One of the most enduring memories I have of the events of 9/11 is the image of hundreds of thousands, probably millions of people around the world, gathered that night and in the nights that followed, holding candles and praying for the victims who perished and the survivors. I distinctly remember a woman in France saying “Today we are all Americans!” — a cry that was echoed over and over around the entire planet. Until the desire for vengeance overrode the possibility of healing and we let slip the dogs of war.
Jesus’ message to us today and every day remains the same – we say it so frequently that it has probably ceased to have much meaning – forgive us our trespasses – our sins – as we forgive those who sin against us. Among his final words before his own death according to Luke, he prayed for his executioners: “Father, forgive them; for they know not what they do” [Luke 23:34]. Will we ever?
“Never forget” has been a recurrent refrain over this commemorative weekend. But I do not recall a single mention of forgiveness. People in America and throughout the world turned to God in prayer on 9/11 and the days that followed. Let us also pray on this sad occasion for remembrance that we as a people may grow beyond the grief and anger that may have awakened within us as we ponder that awful day. Let us pray that we will remember that there is no greater love than to lay down one’s life for friends, and that we will find the mercy and forgiveness we seek only by giving it to others.

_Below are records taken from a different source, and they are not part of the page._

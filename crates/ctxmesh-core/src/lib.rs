#![deny(unsafe_code)]

//! ctxmesh core: a runtime registry and resolution engine for context
//! producers.
//!
//! Widgets produce context information, interpreters transform it and
//! aggregators collect it. The [`Discoverer`] registers all of them and wires
//! each aggregator to whatever can satisfy the kinds it declares, subscribing
//! it to widgets and binding interpreters as interpretations. At runtime
//! widgets notify their subscribers, and aggregators persist what they
//! receive and run the interpretation cascades it triggers.

use std::future::Future;
use std::pin::Pin;

/// A type-erased, `Send` boxed future, the return type of async trait
/// methods used through `dyn Trait`.
pub type BoxFuture<'a, T> = Pin<Box<dyn Future<Output = T> + Send + 'a>>;

/// Widgets, interpreters, aggregators and their shared identity.
pub mod component;
/// Context information items, kind matching and kind-unique lists.
pub mod context;
/// Component registry, item factory and the resolution algorithm.
pub mod discoverer;
/// Persistence backends for aggregated data.
pub mod storage;
/// Callbacks, subscribers and notification conditions.
pub mod subscription;

pub use component::{
    Aggregator, ComponentDescription, ComponentHandle, ComponentId, Interpreter, KindDescription, Role,
    Widget,
};
pub use context::{ContextInformation, ContextInformationList, Parameter, ParameterValue};
pub use discoverer::{ComponentClass, Discoverer, DiscovererError};
pub use storage::{InMemoryStorage, Storage, StorageError};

Today’s Gospel reminds us of the Cross – how Jesus, the man of sorrows, cautioned his followers that they, too, should take up their own cross in order to follow him rightly. That is, to embrace the rejection and likely persecution that inevitably seems to accompany authentic discipleship. Jesus put it more strongly, “You have heard that it was said, ‘You shall love your neighbor and hate your enemy.’ But I say to you, Love your enemies and pray for those who persecute you, so that you may be children of your Father in heaven…” [Matthew 5:43-45].